Chondrocyte-specific Knockout of Cbfβ Reveals the Indispensable Function of Cbfβ in Chondrocyte Maturation, Growth Plate Development and Trabecular Bone Formation in Mice

Despite years of research into bone formation, the mechanisms by which transcription factors specify growth plate development and trabecular bone formation remain unclear and the role of hypertrophic chondrocytes in trabeculae morphogenesis is controversial. To study the role of Core binding factor beta (Cbf beta) in postnatal cartilage development and endochondral bone formation, we generated chondrocyte-specific Cbf beta-deficient mice (Cbf beta f/fCol2 alpha 1-Cre mice) using floxed alleles of Cbf beta (Cbf beta f/f) and Cre driven by the Collagen 2 alpha 1 promoter (Col2 alpha 1-Cre). Cbf beta f/fCol2 alpha 1-Cre mice evaded developmental and newborn lethality to survive to adulthood and displayed severe skeletal malformation. Cbf alpha f/fCol2 alpha 1-Cre mice had dwarfism, hypoplastic skeletons, defective bone mineralization, shortened limbs, shortened sternum bodies, and un-calcified occipital bones and hyoid bones.

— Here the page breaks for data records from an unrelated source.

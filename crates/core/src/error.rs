//! Error types for the DevSquad domain.
//!
//! Uses `thiserror` for ergonomic error definitions. Each bounded context
//! has its own error variant. Tool-domain failures are deliberately NOT
//! errors: they are `ToolResult` values carrying an [`ErrorCode`], so they
//! can never escape the tool boundary as exceptions.

use serde::{Deserialize, Serialize};
use thiserror::Error;

/// The top-level error type for all DevSquad operations.
#[derive(Debug, Error)]
pub enum Error {
    // --- LLM backend errors ---
    #[error("LLM error: {0}")]
    Llm(#[from] LlmError),

    // --- Store errors ---
    #[error("Store error: {0}")]
    Store(#[from] StoreError),

    // --- Runtime errors ---
    #[error("Runtime error: {0}")]
    Runtime(#[from] RuntimeError),

    // --- Configuration errors ---
    #[error("Configuration error: {message}")]
    Config { message: String },

    // --- Serialization ---
    #[error("Serialization error: {0}")]
    Serialization(#[from] serde_json::Error),

    // --- Generic ---
    #[error("Internal error: {0}")]
    Internal(String),
}

/// Result type alias using our Error.
pub type Result<T> = std::result::Result<T, Error>;

// --- Bounded context errors ---

#[derive(Debug, Clone, Error)]
pub enum LlmError {
    #[error("API request failed: {message} (status: {status_code})")]
    ApiError { status_code: u16, message: String },

    #[error("Rate limited by backend, retry after {retry_after_secs}s")]
    RateLimited { retry_after_secs: u64 },

    #[error("Authentication failed: {0}")]
    AuthenticationFailed(String),

    #[error("Stream interrupted: {0}")]
    StreamInterrupted(String),

    #[error("Backend not configured: {0}")]
    NotConfigured(String),

    #[error("Request timed out: {0}")]
    Timeout(String),

    #[error("Network error: {0}")]
    Network(String),
}

#[derive(Debug, Error)]
pub enum StoreError {
    #[error("Storage error: {0}")]
    Storage(String),

    #[error("Migration failed: {0}")]
    MigrationFailed(String),

    #[error("Task not found: {0}")]
    TaskNotFound(String),

    #[error("Agent not found: {0}")]
    AgentNotFound(String),

    #[error("Invalid task status transition: {from} → {to}")]
    InvalidTransition { from: String, to: String },
}

#[derive(Debug, Error)]
pub enum RuntimeError {
    #[error("LLM backend error: {0}")]
    Llm(#[from] LlmError),

    #[error("Store error: {0}")]
    Store(#[from] StoreError),

    #[error("No persona handler registered for role: {0}")]
    PersonaNotRegistered(String),

    #[error("Context assembly failed: {0}")]
    Assembly(String),
}

/// The enumerated failure codes a tool execution can surface.
///
/// Every failed `ToolResult` carries exactly one of these. The set is
/// closed: clients and tests can match on it exhaustively.
#[derive(Debug, Clone, Copy, PartialEq, Eq, Serialize, Deserialize)]
#[serde(rename_all = "SCREAMING_SNAKE_CASE")]
pub enum ErrorCode {
    /// Malformed or missing tool arguments (caught before execution).
    InvalidArgs,
    /// No tool registered under the requested name.
    ToolNotFound,
    /// The referenced task does not exist.
    TaskNotFound,
    /// The referenced file does not exist.
    FileNotFound,
    /// The referenced agent does not exist.
    AgentNotFound,
    /// `write_file` target already exists — use `modify_file`.
    FileExists,
    /// The agent lacks the hierarchy/hire authority for this action.
    InsufficientAuthority,
    /// An error inside tool business logic, contained at the boundary.
    ExecutionError,
}

impl ErrorCode {
    /// The wire representation, as sent to clients and logged.
    pub fn as_str(&self) -> &'static str {
        match self {
            Self::InvalidArgs => "INVALID_ARGS",
            Self::ToolNotFound => "TOOL_NOT_FOUND",
            Self::TaskNotFound => "TASK_NOT_FOUND",
            Self::FileNotFound => "FILE_NOT_FOUND",
            Self::AgentNotFound => "AGENT_NOT_FOUND",
            Self::FileExists => "FILE_EXISTS",
            Self::InsufficientAuthority => "INSUFFICIENT_AUTHORITY",
            Self::ExecutionError => "EXECUTION_ERROR",
        }
    }
}

impl std::fmt::Display for ErrorCode {
    fn fmt(&self, f: &mut std::fmt::Formatter<'_>) -> std::fmt::Result {
        write!(f, "{}", self.as_str())
    }
}

#[cfg(test)]
mod tests {
    use super::*;

    #[test]
    fn llm_error_displays_correctly() {
        let err = Error::Llm(LlmError::ApiError {
            status_code: 429,
            message: "Too many requests".into(),
        });
        assert!(err.to_string().contains("429"));
        assert!(err.to_string().contains("Too many requests"));
    }

    #[test]
    fn store_error_transition() {
        let err = Error::Store(StoreError::InvalidTransition {
            from: "completed".into(),
            to: "in_progress".into(),
        });
        assert!(err.to_string().contains("completed"));
        assert!(err.to_string().contains("in_progress"));
    }

    #[test]
    fn error_code_wire_format() {
        assert_eq!(ErrorCode::InvalidArgs.as_str(), "INVALID_ARGS");
        assert_eq!(ErrorCode::FileExists.as_str(), "FILE_EXISTS");
        assert_eq!(
            ErrorCode::InsufficientAuthority.as_str(),
            "INSUFFICIENT_AUTHORITY"
        );
    }

    #[test]
    fn error_code_serde_roundtrip() {
        let json = serde_json::to_string(&ErrorCode::TaskNotFound).unwrap();
        assert_eq!(json, "\"TASK_NOT_FOUND\"");
        let back: ErrorCode = serde_json::from_str(&json).unwrap();
        assert_eq!(back, ErrorCode::TaskNotFound);
    }
}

In the long bone cartilage, the resting zone was elongated, and chondrocyte proliferation and hypertrophy were impaired in Cbf beta f/fCol2 alpha 1-Cre mice, which led to deformation of the growth plates. Primary spongiosa formation was delayed, diaphysis was shortened and trabecular bone formation was almost absent in the mutant mice. In addition, lamellar bone formation in the secondary spongiosa was also impaired. However, osteoclast formation in the trabecular bone was not affected. Cbf beta deficiency led to down-regulation of chondrocyte-regulating genes [i.e, patched (Ptc1), Cyclin DI and Indian hedgehog (Ihh)] in the cartilage. Interestingly, the expression of Runx2 and Runx3 was not changed in the cartilage of the mutants. Collectively, the results revealed that Cbf beta is crucial for postnatal skeletal development and endochondral bone formation through its function in growth plate development and chondrocyte proliferation and differentiation. This study also revealed that chondrocyte maturation, mediated by Cbf beta, was critical to trabecular bone morphogenesis. Significantly, these findings provide insight into the role of Cbf beta in postnatal skeletogenesis, which may assist in the development of new therapies for osteoporosis.